Funktion prop.trend.test():
x <- malform[1,]; n <- malform[1,] + malform[2,]
prop.trend.test(x, n, c(0, 0.5, 1.5, 4, 7))
##
## Chi-squared Test for Trend in Proportions
##
## data: x out of n ,
## using scores: 0 0.5 1.5 4 7
## X-squared = 6.5701, df = 1, p-value = 0.01037
ind <- function(d, dir="greater") { # Indikatorfunktion
n <- length(d); s.p <- rep(NA, n); s.n <- rep(NA, n)
for (i in 1:n) {
if (d[i]>0) s.p[i]<-1 else s.p[i]<- 0
if (d[i]<0) s.n[i]<-1 else s.n[i]<- 0 }
if (dir=="greater") result <- s.p else
if (dir=="less") result <- s.n else NA
result
}
prop.ref.test <- function(p.0, x, n, alternative="zweiseitig") {
k <- length(x)
if (alternative=="zweiseitig") { # zweiseitig
B <- sum((x - n*p.0)^2/(n*p.0*(1-p.0)))
p.val <- pchisq(B, df=k, lower.tail = FALSE)
cat("B (zweiseitig) =",B,", ( P =",round(p.val,8),")\n")}
else if (alternative=="größer") { # einseitig 'größer'
diff <- x - n*p.0
B.plus <- sum((diff*ind(diff, "greater"))^2/(n*p.0*(1-p.0)))
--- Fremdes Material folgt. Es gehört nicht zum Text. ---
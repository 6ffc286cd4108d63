// src/wizard/draft.rs

use serde::{Deserialize, Serialize};
use utoipa::ToSchema;

/// Conjunto de ids selecionados. Selecionar de novo remove (toggle);
/// a ordem de inserção é mantida só para exibição.
#[derive(Debug, Clone, Default, PartialEq, Eq, Serialize, Deserialize, ToSchema)]
#[serde(transparent)]
pub struct SelectionSet(Vec<String>);

impl SelectionSet {
    pub fn new() -> Self {
        Self::default()
    }

    /// Devolve `true` se o id ficou selecionado.
    pub fn toggle(&mut self, id: &str) -> bool {
        if let Some(index) = self.0.iter().position(|s| s == id) {
            self.0.remove(index);
            false
        } else {
            self.0.push(id.to_string());
            true
        }
    }

    pub fn contains(&self, id: &str) -> bool {
        self.0.iter().any(|s| s == id)
    }

    pub fn is_empty(&self) -> bool {
        self.0.is_empty()
    }

    pub fn len(&self) -> usize {
        self.0.len()
    }

    pub fn iter(&self) -> impl Iterator<Item = &str> {
        self.0.iter().map(String::as_str)
    }
}

impl<S: Into<String>> FromIterator<S> for SelectionSet {
    // Duplicatas na entrada colapsam em um único item
    fn from_iter<I: IntoIterator<Item = S>>(iter: I) -> Self {
        let mut set = SelectionSet::new();
        for id in iter {
            let id = id.into();
            if !set.contains(&id) {
                set.0.push(id);
            }
        }
        set
    }
}

#[derive(Debug, Clone, Default, PartialEq, Eq, Serialize, Deserialize, ToSchema)]
#[serde(rename_all = "camelCase", default)]
pub struct ProjectDetails {
    pub app_name: String,
    pub app_description: String,
    pub target_audience: String,
    pub budget: String,
    pub timeline: String,
    pub additional_requirements: String,
}

#[derive(Debug, Clone, Default, PartialEq, Eq, Serialize, Deserialize, ToSchema)]
#[serde(rename_all = "camelCase", default)]
pub struct ContactInfo {
    pub name: String,
    pub email: String,
    pub phone: String,
    pub company: String,
}

/// Arquivo anexado ao rascunho, ainda não persistido.
#[derive(Clone, PartialEq, Eq)]
pub struct FileHandle {
    pub name: String,
    pub size: u64,
    pub content_type: String,
    pub bytes: Vec<u8>,
}

impl FileHandle {
    pub fn new(name: impl Into<String>, content_type: impl Into<String>, bytes: Vec<u8>) -> Self {
        Self {
            name: name.into(),
            size: bytes.len() as u64,
            content_type: content_type.into(),
            bytes,
        }
    }
}

// Sem o conteúdo: só nome, tamanho e tipo
impl std::fmt::Debug for FileHandle {
    fn fmt(&self, f: &mut std::fmt::Formatter<'_>) -> std::fmt::Result {
        f.debug_struct("FileHandle")
            .field("name", &self.name)
            .field("size", &self.size)
            .field("content_type", &self.content_type)
            .finish()
    }
}

/// Estado em memória de uma sessão do assistente de planejamento.
#[derive(Debug, Clone, Default, PartialEq, Eq)]
pub struct PlanningDraft {
    pub app_type: String,
    pub platforms: SelectionSet,
    pub features: SelectionSet,
    pub specializations: SelectionSet,
    pub project: ProjectDetails,
    pub contact: ContactInfo,
    pub files: Vec<FileHandle>,
}

impl PlanningDraft {
    pub fn add_file(&mut self, file: FileHandle) {
        self.files.push(file);
    }

    /// Remove pela posição; índice fora da lista não faz nada.
    pub fn remove_file(&mut self, index: usize) -> Option<FileHandle> {
        (index < self.files.len()).then(|| self.files.remove(index))
    }
}
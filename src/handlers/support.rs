// src/handlers/support.rs

use axum::{
    extract::{Path, State},
    http::StatusCode,
    response::IntoResponse,
    Json,
};
use serde::Deserialize;
use utoipa::ToSchema;
use uuid::Uuid;
use validator::Validate;

use crate::{
    common::error::{ApiError, AppError},
    config::AppState,
    middleware::{actor::ActorContext, i18n::Locale},
    models::support::{
        NewProject, NewSupportTicket, NewTicketMessage, NewTicketStatus, Project, SupportTicket,
        TicketMessage, TicketStatus,
    },
};

// =============================================================================
//  PROJETOS
// =============================================================================

// POST /api/projects
#[utoipa::path(
    post,
    path = "/api/projects",
    tag = "Support",
    request_body = NewProject,
    responses(
        (status = 201, description = "Projeto criado", body = Project),
        (status = 400, description = "Dados inválidos")
    ),
    params(("x-actor-id" = Option<Uuid>, Header, description = "Usuário responsável (auditoria)"))
)]
pub async fn create_project(
    State(app_state): State<AppState>,
    locale: Locale,
    actor: ActorContext,
    Json(payload): Json<NewProject>,
) -> Result<impl IntoResponse, ApiError> {
    payload
        .validate()
        .map_err(|e| AppError::ValidationError(e).to_api_error(&locale))?;

    let project = app_state
        .support_service
        .create_project(actor.0, payload)
        .await
        .map_err(|e| e.to_api_error(&locale))?;

    Ok((StatusCode::CREATED, Json(project)))
}

// GET /api/projects
#[utoipa::path(
    get,
    path = "/api/projects",
    tag = "Support",
    responses((status = 200, description = "Projetos", body = Vec<Project>))
)]
pub async fn list_projects(
    State(app_state): State<AppState>,
    locale: Locale,
) -> Result<impl IntoResponse, ApiError> {
    let projects = app_state
        .support_service
        .list_projects()
        .await
        .map_err(|e| e.to_api_error(&locale))?;

    Ok((StatusCode::OK, Json(projects)))
}

// =============================================================================
//  STATUS DE CHAMADOS
// =============================================================================

// POST /api/support/statuses
#[utoipa::path(
    post,
    path = "/api/support/statuses",
    tag = "Support",
    request_body = NewTicketStatus,
    responses(
        (status = 201, description = "Status criado", body = TicketStatus),
        (status = 409, description = "Nome já usado")
    ),
    params(("x-actor-id" = Option<Uuid>, Header, description = "Usuário responsável (auditoria)"))
)]
pub async fn create_ticket_status(
    State(app_state): State<AppState>,
    locale: Locale,
    actor: ActorContext,
    Json(payload): Json<NewTicketStatus>,
) -> Result<impl IntoResponse, ApiError> {
    payload
        .validate()
        .map_err(|e| AppError::ValidationError(e).to_api_error(&locale))?;

    let status = app_state
        .support_service
        .create_ticket_status(actor.0, payload)
        .await
        .map_err(|e| e.to_api_error(&locale))?;

    Ok((StatusCode::CREATED, Json(status)))
}

// GET /api/support/statuses
#[utoipa::path(
    get,
    path = "/api/support/statuses",
    tag = "Support",
    responses((status = 200, description = "Status em ordem de posição", body = Vec<TicketStatus>))
)]
pub async fn list_ticket_statuses(
    State(app_state): State<AppState>,
    locale: Locale,
) -> Result<impl IntoResponse, ApiError> {
    let statuses = app_state
        .support_service
        .list_ticket_statuses()
        .await
        .map_err(|e| e.to_api_error(&locale))?;

    Ok((StatusCode::OK, Json(statuses)))
}

// =============================================================================
//  CHAMADOS
// =============================================================================

#[derive(Debug, Deserialize, ToSchema)]
#[serde(rename_all = "camelCase", deny_unknown_fields)]
pub struct UpdateTicketStatusPayload {
    // `null` volta para o status padrão ("open")
    pub status_id: Option<Uuid>,
}

// POST /api/support/tickets
#[utoipa::path(
    post,
    path = "/api/support/tickets",
    tag = "Support",
    request_body = NewSupportTicket,
    responses(
        (status = 201, description = "Chamado aberto", body = SupportTicket),
        (status = 404, description = "Status não encontrado")
    ),
    params(("x-actor-id" = Option<Uuid>, Header, description = "Usuário responsável (auditoria)"))
)]
pub async fn create_ticket(
    State(app_state): State<AppState>,
    locale: Locale,
    actor: ActorContext,
    Json(payload): Json<NewSupportTicket>,
) -> Result<impl IntoResponse, ApiError> {
    payload
        .validate()
        .map_err(|e| AppError::ValidationError(e).to_api_error(&locale))?;

    let ticket = app_state
        .support_service
        .create_ticket(actor.0, payload)
        .await
        .map_err(|e| e.to_api_error(&locale))?;

    Ok((StatusCode::CREATED, Json(ticket)))
}

// GET /api/support/tickets
#[utoipa::path(
    get,
    path = "/api/support/tickets",
    tag = "Support",
    responses((status = 200, description = "Chamados", body = Vec<SupportTicket>))
)]
pub async fn list_tickets(
    State(app_state): State<AppState>,
    locale: Locale,
) -> Result<impl IntoResponse, ApiError> {
    let tickets = app_state
        .support_service
        .list_tickets()
        .await
        .map_err(|e| e.to_api_error(&locale))?;

    Ok((StatusCode::OK, Json(tickets)))
}

// GET /api/support/tickets/{id}
#[utoipa::path(
    get,
    path = "/api/support/tickets/{id}",
    tag = "Support",
    responses(
        (status = 200, description = "Chamado", body = SupportTicket),
        (status = 404, description = "Chamado não encontrado")
    ),
    params(("id" = Uuid, Path, description = "ID do chamado"))
)]
pub async fn get_ticket(
    State(app_state): State<AppState>,
    locale: Locale,
    Path(id): Path<Uuid>,
) -> Result<impl IntoResponse, ApiError> {
    let ticket = app_state
        .support_service
        .get_ticket(id)
        .await
        .map_err(|e| e.to_api_error(&locale))?;

    Ok((StatusCode::OK, Json(ticket)))
}

// PUT /api/support/tickets/{id}/status
#[utoipa::path(
    put,
    path = "/api/support/tickets/{id}/status",
    tag = "Support",
    request_body = UpdateTicketStatusPayload,
    responses(
        (status = 200, description = "Status atualizado", body = SupportTicket),
        (status = 404, description = "Chamado ou status não encontrado")
    ),
    params(
        ("id" = Uuid, Path, description = "ID do chamado"),
        ("x-actor-id" = Option<Uuid>, Header, description = "Usuário responsável (auditoria)")
    )
)]
pub async fn update_ticket_status(
    State(app_state): State<AppState>,
    locale: Locale,
    actor: ActorContext,
    Path(id): Path<Uuid>,
    Json(payload): Json<UpdateTicketStatusPayload>,
) -> Result<impl IntoResponse, ApiError> {
    let ticket = app_state
        .support_service
        .update_ticket_status(actor.0, id, payload.status_id)
        .await
        .map_err(|e| e.to_api_error(&locale))?;

    Ok((StatusCode::OK, Json(ticket)))
}

// =============================================================================
//  MENSAGENS
// =============================================================================

// POST /api/support/tickets/{id}/messages
#[utoipa::path(
    post,
    path = "/api/support/tickets/{id}/messages",
    tag = "Support",
    request_body = NewTicketMessage,
    responses(
        (status = 201, description = "Mensagem adicionada", body = TicketMessage),
        (status = 404, description = "Chamado ou usuário não encontrado")
    ),
    params(
        ("id" = Uuid, Path, description = "ID do chamado"),
        ("x-actor-id" = Option<Uuid>, Header, description = "Usuário responsável (auditoria)")
    )
)]
pub async fn add_ticket_message(
    State(app_state): State<AppState>,
    locale: Locale,
    actor: ActorContext,
    Path(id): Path<Uuid>,
    Json(payload): Json<NewTicketMessage>,
) -> Result<impl IntoResponse, ApiError> {
    payload
        .validate()
        .map_err(|e| AppError::ValidationError(e).to_api_error(&locale))?;

    let message = app_state
        .support_service
        .add_ticket_message(actor.0, id, payload)
        .await
        .map_err(|e| e.to_api_error(&locale))?;

    Ok((StatusCode::CREATED, Json(message)))
}

// GET /api/support/tickets/{id}/messages
#[utoipa::path(
    get,
    path = "/api/support/tickets/{id}/messages",
    tag = "Support",
    responses(
        (status = 200, description = "Conversa em ordem cronológica", body = Vec<TicketMessage>),
        (status = 404, description = "Chamado não encontrado")
    ),
    params(("id" = Uuid, Path, description = "ID do chamado"))
)]
pub async fn list_ticket_messages(
    State(app_state): State<AppState>,
    locale: Locale,
    Path(id): Path<Uuid>,
) -> Result<impl IntoResponse, ApiError> {
    let messages = app_state
        .support_service
        .list_ticket_messages(id)
        .await
        .map_err(|e| e.to_api_error(&locale))?;

    Ok((StatusCode::OK, Json(messages)))
}
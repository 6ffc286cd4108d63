// src/db/billing_repo.rs

use async_trait::async_trait;
use chrono::{DateTime, Utc};
use sqlx::{types::Json, PgPool};
use uuid::Uuid;

use crate::{
    common::error::{map_unique_violation, AppError},
    db::store::BillingStore,
    models::billing::{Invoice, NewInvoice, PaymentMethod},
};

#[derive(Clone)]
pub struct BillingRepository {
    pool: PgPool,
}

impl BillingRepository {
    pub fn new(pool: PgPool) -> Self {
        Self { pool }
    }
}

#[async_trait]
impl BillingStore for BillingRepository {
    async fn create_invoice(&self, new: &NewInvoice) -> Result<Invoice, AppError> {
        sqlx::query_as::<_, Invoice>(
            r#"
            INSERT INTO invoices (
                user_id, project_id, invoice_number, amount, currency, status,
                description, items, due_date, paid_date, payment_method
            )
            VALUES ($1, $2, $3, $4, $5, $6, $7, $8, $9, $10, $11)
            RETURNING *
            "#,
        )
        .bind(new.user_id)
        .bind(new.project_id)
        .bind(&new.invoice_number)
        .bind(new.amount)
        .bind(new.currency)
        .bind(new.status)
        .bind(&new.description)
        .bind(Json(&new.items))
        .bind(new.due_date)
        .bind(new.paid_date)
        .bind(new.payment_method)
        .fetch_one(&self.pool)
        .await
        .map_err(|e| map_unique_violation(e, || format!("invoice number '{}'", new.invoice_number)))
    }

    async fn get_invoice(&self, id: Uuid) -> Result<Option<Invoice>, AppError> {
        let invoice = sqlx::query_as::<_, Invoice>("SELECT * FROM invoices WHERE id = $1")
            .bind(id)
            .fetch_optional(&self.pool)
            .await?;
        Ok(invoice)
    }

    async fn list_invoices(&self) -> Result<Vec<Invoice>, AppError> {
        let invoices = sqlx::query_as::<_, Invoice>("SELECT * FROM invoices ORDER BY created_at ASC")
            .fetch_all(&self.pool)
            .await?;
        Ok(invoices)
    }

    // Status e data de pagamento mudam juntos
    async fn mark_invoice_paid(
        &self,
        id: Uuid,
        paid_date: DateTime<Utc>,
        payment_method: Option<PaymentMethod>,
    ) -> Result<Invoice, AppError> {
        sqlx::query_as::<_, Invoice>(
            r#"
            UPDATE invoices
            SET status = 'paid',
                paid_date = $2,
                payment_method = COALESCE($3, payment_method),
                updated_at = GREATEST(NOW(), updated_at)
            WHERE id = $1
            RETURNING *
            "#,
        )
        .bind(id)
        .bind(paid_date)
        .bind(payment_method)
        .fetch_optional(&self.pool)
        .await?
        .ok_or_else(|| AppError::not_found("invoice", id))
    }
}
pub mod audit;
pub mod billing;
pub mod catalog;
pub mod crm;
pub mod health;
pub mod inquiries;
pub mod planning;
pub mod support;
pub mod users;
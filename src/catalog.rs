// src/catalog.rs

//! Catálogo estático de apps: filtro por categoria e visão de detalhe
//! endereçável por `#details-<id>`.

pub mod detail;
pub mod entries;
pub mod filter;

pub use detail::{DetailView, fragment_for, parse_fragment, resolve};
pub use entries::{ALL_CATEGORIES, CATEGORIES, CatalogEntry, CategoryOption, ENTRIES};
pub use filter::{CategoryFilter, filter};
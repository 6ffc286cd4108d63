// src/catalog/detail.rs

use crate::catalog::entries::{self, CatalogEntry};

pub const FRAGMENT_PREFIX: &str = "#details-";

pub fn fragment_for(id: &str) -> String {
    format!("{FRAGMENT_PREFIX}{id}")
}

/// Extrai o id de `#details-<id>`. Aceita também sem o `#`.
pub fn parse_fragment(fragment: &str) -> Option<&str> {
    let fragment = fragment.trim();
    let id = fragment
        .strip_prefix(FRAGMENT_PREFIX)
        .or_else(|| fragment.strip_prefix(&FRAGMENT_PREFIX[1..]))?;
    (!id.is_empty()).then_some(id)
}

/// Resolve um fragmento para um cartão conhecido; ids desconhecidos viram `None`.
pub fn resolve(fragment: &str) -> Option<&'static CatalogEntry> {
    parse_fragment(fragment).and_then(entries::find)
}

/// Estado da visão de detalhe, sincronizado com o fragmento da URL.
#[derive(Debug, Default)]
pub struct DetailView {
    selected: Option<&'static CatalogEntry>,
}

impl DetailView {
    pub fn new() -> Self {
        Self::default()
    }

    /// Na carga da página: abre se o fragmento aponta para um id conhecido.
    pub fn restore(fragment: &str) -> Self {
        Self { selected: resolve(fragment) }
    }

    pub fn selected(&self) -> Option<&'static CatalogEntry> {
        self.selected
    }

    pub fn is_open(&self) -> bool {
        self.selected.is_some()
    }

    /// Abre e devolve o fragmento a gravar (substituindo, sem navegar).
    pub fn open(&mut self, id: &str) -> Option<String> {
        let entry = entries::find(id)?;
        self.selected = Some(entry);
        Some(fragment_for(entry.id))
    }

    /// Fecha. `true` quando o fragmento deve ser limpo.
    pub fn close(&mut self) -> bool {
        self.selected.take().is_some()
    }

    /// Mudança de fragmento vinda de fora (voltar, link colado).
    pub fn on_fragment_change(&mut self, fragment: &str) {
        if parse_fragment(fragment).is_some() {
            if let Some(entry) = resolve(fragment) {
                self.selected = Some(entry);
            }
        } else {
            self.selected = None;
        }
    }
}

#[cfg(test)]
mod tests {
    use super::*;

    #[test]
    fn known_fragment_opens_on_load() {
        let view = DetailView::restore("#details-lg2");
        assert_eq!(view.selected().map(|e| e.id), Some("lg2"));
    }

    #[test]
    fn unknown_or_malformed_fragment_is_ignored() {
        assert!(!DetailView::restore("#details-zz9").is_open());
        assert!(!DetailView::restore("#details-").is_open());
        assert!(!DetailView::restore("#pricing").is_open());
        assert!(!DetailView::restore("").is_open());
    }

    #[test]
    fn open_and_close_drive_the_fragment() {
        let mut view = DetailView::new();
        assert_eq!(view.open("ed1").as_deref(), Some("#details-ed1"));
        assert!(view.open("nope").is_none());
        // Um id desconhecido não fecha o que já estava aberto
        assert_eq!(view.selected().map(|e| e.id), Some("ed1"));

        assert!(view.close());
        assert!(!view.close());
    }

    #[test]
    fn fragment_changes_follow_the_page_rules() {
        let mut view = DetailView::restore("#details-ec1");

        view.on_fragment_change("#details-unknown");
        assert_eq!(view.selected().map(|e| e.id), Some("ec1"));

        view.on_fragment_change("#details-md1");
        assert_eq!(view.selected().map(|e| e.id), Some("md1"));

        view.on_fragment_change("");
        assert!(!view.is_open());
    }

    #[test]
    fn parses_with_or_without_hash() {
        assert_eq!(parse_fragment("details-sv3"), Some("sv3"));
        assert_eq!(parse_fragment("#details-sv3"), Some("sv3"));
        assert_eq!(parse_fragment("#sv3"), None);
    }
}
theta <- pbinom(round(n*p.0), n, prob=p.0, lower.tail = FALSE)
pv1 <- dbinom(1:k, k, prob=theta)
pv2 <- pchisq(B.plus, df=1:k, lower.tail = FALSE)
p.val <- sum(pv1*pv2)
cat("B (einseitig größer) =",B.plus,", ( P =",round(p.val,8),")\n")}
else if (alternative=="kleiner") { # einseitig 'kleiner'
diff <- x - n*p.0
B.min <- sum((diff*ind(diff, "less"))^2/(n*p.0*(1-p.0)))
theta <- pbinom(round(n*p.0), n, prob=p.0, lower.tail = TRUE)
pv1 <- dbinom(1:k, k, prob=theta)
pv2 <- pchisq(B.min, df=1:k, lower.tail = FALSE)
p.val <- sum(pv1*pv2)
cat("B (einseitig kleiner) =",B.min,", ( P =",round(p.val,8),")\n")}
}
Beispiel mit drei Anteilen zweiseitig:
p.0 <- 0.60
x <- c(59, 107, 48); n <- c(81, 151, 114)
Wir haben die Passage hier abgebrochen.